Headliners Nero were a must-see, however, the group’s stadium scale performance and set were overshadowed by extremely disappointing sound for such a massive crowd. Sound at an outdoor music festival can be make or break for an act, and unfortunately during Nero’s, some of their biggest songs like ‘Innocence’, ‘Guilt’ and ‘Promises’, the choruses were drowned out about five rows in, not reaching the heights they needed and proving to be a real let down. Despite the sound issues, fans went as hard as they could for the ever-popular ‘Crush On You’, which provided a little salvation for the performance.

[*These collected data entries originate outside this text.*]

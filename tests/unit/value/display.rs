use super::*;
use crate::color::Color;
use crate::value::{Collator, Formatted, ResolvedImage};
use serde_json::json;

#[test]
fn primitives_render_as_plain_text() {
    assert_eq!(stringify(&Value::Null), "");
    assert_eq!(stringify(&Value::Bool(true)), "true");
    assert_eq!(stringify(&Value::Number(3.0)), "3");
    assert_eq!(stringify(&Value::Number(0.125)), "0.125");
    assert_eq!(stringify(&Value::from("abc")), "abc");
}

#[test]
fn colors_render_premultiplied() {
    let c = Color::from_straight(0.0, 0.0, 1.0, 0.5);
    assert_eq!(stringify(&Value::Color(c)), "rgba(0,0,128,0.5)");
}

#[test]
fn text_kinds_render_their_own_text() {
    assert_eq!(
        stringify(&Value::Formatted(Formatted::from_string("label"))),
        "label"
    );
    assert_eq!(
        stringify(&Value::ResolvedImage(ResolvedImage::build("icon").unwrap())),
        "icon"
    );
}

#[test]
fn containers_render_as_json() {
    assert_eq!(
        stringify(&Value::from(json!([1, "a", null]))),
        r#"[1,"a",null]"#
    );
    assert_eq!(
        stringify(&Value::from(json!({"b": 1, "a": true}))),
        r#"{"b":1,"a":true}"#
    );
    let collator = Value::Collator(Collator {
        case_sensitive: true,
        diacritic_sensitive: false,
        locale: None,
    });
    assert_eq!(
        stringify(&collator),
        r#"{"caseSensitive":true,"diacriticSensitive":false}"#
    );
}

#[test]
fn display_delegates_to_stringify() {
    assert_eq!(Value::Number(-2.5).to_string(), "-2.5");
}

Another act in the long list of artists choosing to perform live over a DJ set was legendary British drum and bass producer DJ Fresh. Fresh and his band provided a much welcome dose of dnb for the festival. Opening with his massive hit ‘Gold Dust’ accompanied by vocalist Fleur, DJ Fresh pulled off a stellar live show of tunes from his new album which received a massive crowd reaction. The highlight had to be his last song, Fresh’s biggest and most recent hit, ‘Louder’, movingly introduced acoustically with Fleur on vocals, before exploding into the chorus, almost drowned-out by the crowd's sing-along. Some fans may have been disappointed by the abundance of live performances instead of DJ sets at Parklife this year, but for others it provided a rare experience to see their favourtite producers show off their array of talents and hear their music the way it was meant to be heard.

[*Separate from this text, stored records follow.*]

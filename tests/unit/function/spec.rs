use super::*;
use serde_json::json;

#[test]
fn parses_full_function_object() {
    let spec = FunctionSpec::from_json(&json!({
        "type": "exponential",
        "property": "height",
        "base": 2,
        "default": 0,
        "colorSpace": "lab",
        "stops": [[0, 0], [10, 100]]
    }))
    .unwrap();

    assert_eq!(spec.kind.as_deref(), Some("exponential"));
    assert_eq!(spec.property.as_deref(), Some("height"));
    assert_eq!(spec.base, Some(2.0));
    assert_eq!(spec.default, Some(json!(0)));
    assert_eq!(spec.color_space.as_deref(), Some("lab"));
    assert_eq!(spec.stops().len(), 2);
    assert_eq!(spec.stops()[1], Stop(StopKey::Plain(json!(10)), json!(100)));
}

#[test]
fn missing_fields_are_none() {
    let spec = FunctionSpec::from_json(&json!({})).unwrap();
    assert_eq!(spec, FunctionSpec::default());
    assert!(spec.stops().is_empty());
    assert!(!spec.is_zoom_and_property());
}

#[test]
fn zoom_and_value_keys_parse_as_zoom_stops() {
    let spec = FunctionSpec::from_json(&json!({
        "property": "p",
        "stops": [[{"zoom": 0, "value": 0}, 0], [{"zoom": 10, "value": "a"}, 5]]
    }))
    .unwrap();

    assert!(spec.is_zoom_and_property());
    assert_eq!(
        spec.stops()[1].0,
        StopKey::Zoom {
            zoom: 10.0,
            value: json!("a")
        }
    );
}

#[test]
fn object_key_without_zoom_is_plain() {
    let spec = FunctionSpec::from_json(&json!({ "stops": [[{"value": 1}, 0]] })).unwrap();
    assert!(matches!(spec.stops()[0].0, StopKey::Plain(_)));
    assert!(!spec.is_zoom_and_property());
}

#[test]
fn malformed_stop_is_a_serde_error() {
    let err = FunctionSpec::from_json(&json!({ "stops": [[0]] })).unwrap_err();
    assert!(matches!(err, StyleError::Serde(_)));
    let err = FunctionSpec::from_json(&json!({ "base": "two" })).unwrap_err();
    assert!(err.to_string().starts_with("serialization error:"));
}

#[test]
fn serializes_back_with_camel_case_names() {
    let spec = FunctionSpec {
        kind: Some("interval".to_owned()),
        color_space: Some("hcl".to_owned()),
        ..FunctionSpec::default()
    };
    assert_eq!(
        serde_json::to_value(&spec).unwrap(),
        json!({ "type": "interval", "colorSpace": "hcl" })
    );
}

#[test]
fn function_type_names_round_trip() {
    for ty in [
        FunctionType::Exponential,
        FunctionType::Interval,
        FunctionType::Categorical,
        FunctionType::Identity,
    ] {
        assert_eq!(FunctionType::from_name(ty.name()), Some(ty));
    }
    assert_eq!(FunctionType::from_name("linear"), None);
    assert_eq!(FunctionType::from_name("Exponential"), None);
}

#[test]
fn only_objects_are_functions() {
    assert!(is_function(&json!({ "stops": [] })));
    assert!(is_function(&json!({})));
    assert!(!is_function(&json!(null)));
    assert!(!is_function(&json!([1, 2])));
    assert!(!is_function(&json!("red")));
    assert!(!is_function(&json!(3)));
}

Personally, my most anticipated act of the day was UK dubstep producer Rusko, who shared the closing act space with Swedish pop star Robyn and Aussie dance heroes The Presets. It was certainly a sacrifice to miss The Presets performing their new album, but one absolutely worth it. As soon as the man himself walked on stage, all guns blazing, arms flailing screaming at the crowd, fans knew they were going to be in for one hell of a show. My absolute personal highlight of the day, Rusko combined brilliant showmanship, his sense of humour and high energy with a flawless, perfectly executed and riot-causing set, featuring classics of his such as ‘Woo Boost’ and ‘Cockney Thug’ and new tracks ‘Somebody To Love’ and ‘Thunder’.

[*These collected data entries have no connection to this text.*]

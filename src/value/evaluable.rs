use std::fmt;
use std::sync::Arc;

use indexmap::IndexMap;
use serde::Deserialize;

use super::Value;

type EvaluateFn = dyn Fn(f64, Option<&Feature>) -> Option<Value> + Send + Sync;

/// A feature as seen by data-driven functions: just its properties.
#[derive(Clone, Debug, Default, PartialEq, Deserialize)]
pub struct Feature {
    /// Property bag, in source order.
    #[serde(default)]
    pub properties: IndexMap<String, Value>,
}

impl Feature {
    /// Feature with no properties.
    pub fn new() -> Self {
        Self::default()
    }

    /// Add a property (builder pattern).
    pub fn with_property(mut self, name: impl Into<String>, value: impl Into<Value>) -> Self {
        self.properties.insert(name.into(), value.into());
        self
    }

    /// Look up a property.
    pub fn get(&self, name: &str) -> Option<&Value> {
        self.properties.get(name)
    }
}

/// A value that still depends on `(zoom, feature)`.
///
/// Cloning shares the underlying closure. Two evaluables are equal only when
/// they share it.
#[derive(Clone)]
pub struct Evaluable(Arc<EvaluateFn>);

impl Evaluable {
    /// Wrap a closure.
    pub fn new<F>(f: F) -> Self
    where
        F: Fn(f64, Option<&Feature>) -> Option<Value> + Send + Sync + 'static,
    {
        Self(Arc::new(f))
    }

    /// Run the deferred computation. `None` means no value for these arguments.
    pub fn evaluate(&self, zoom: f64, feature: Option<&Feature>) -> Option<Value> {
        (self.0)(zoom, feature)
    }
}

impl PartialEq for Evaluable {
    fn eq(&self, other: &Self) -> bool {
        Arc::ptr_eq(&self.0, &other.0)
    }
}

impl fmt::Debug for Evaluable {
    fn fmt(&self, f: &mut fmt::Formatter<'_>) -> fmt::Result {
        f.write_str("Evaluable(..)")
    }
}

His energy was unmatched by any artist performing that day, non-stop dancing for his entire set featuring the best, most strange, moves I’ve ever seen, earning even more of my respect as an artist and performer. By the end of the day it was refreshing to see an artist not take themselves so seriously and ready to get as messy and rowdy as the crowd was.
One couldn’t have asked for a better way to bring in the warm weather and season for music than with Parklife. Boasting the world’s biggest and most talented live acts, perfect weather and a relaxed, fun and appreciative crowd, hats must off to Fuzzy for providing such a memorable, exhilarating day for music lovers.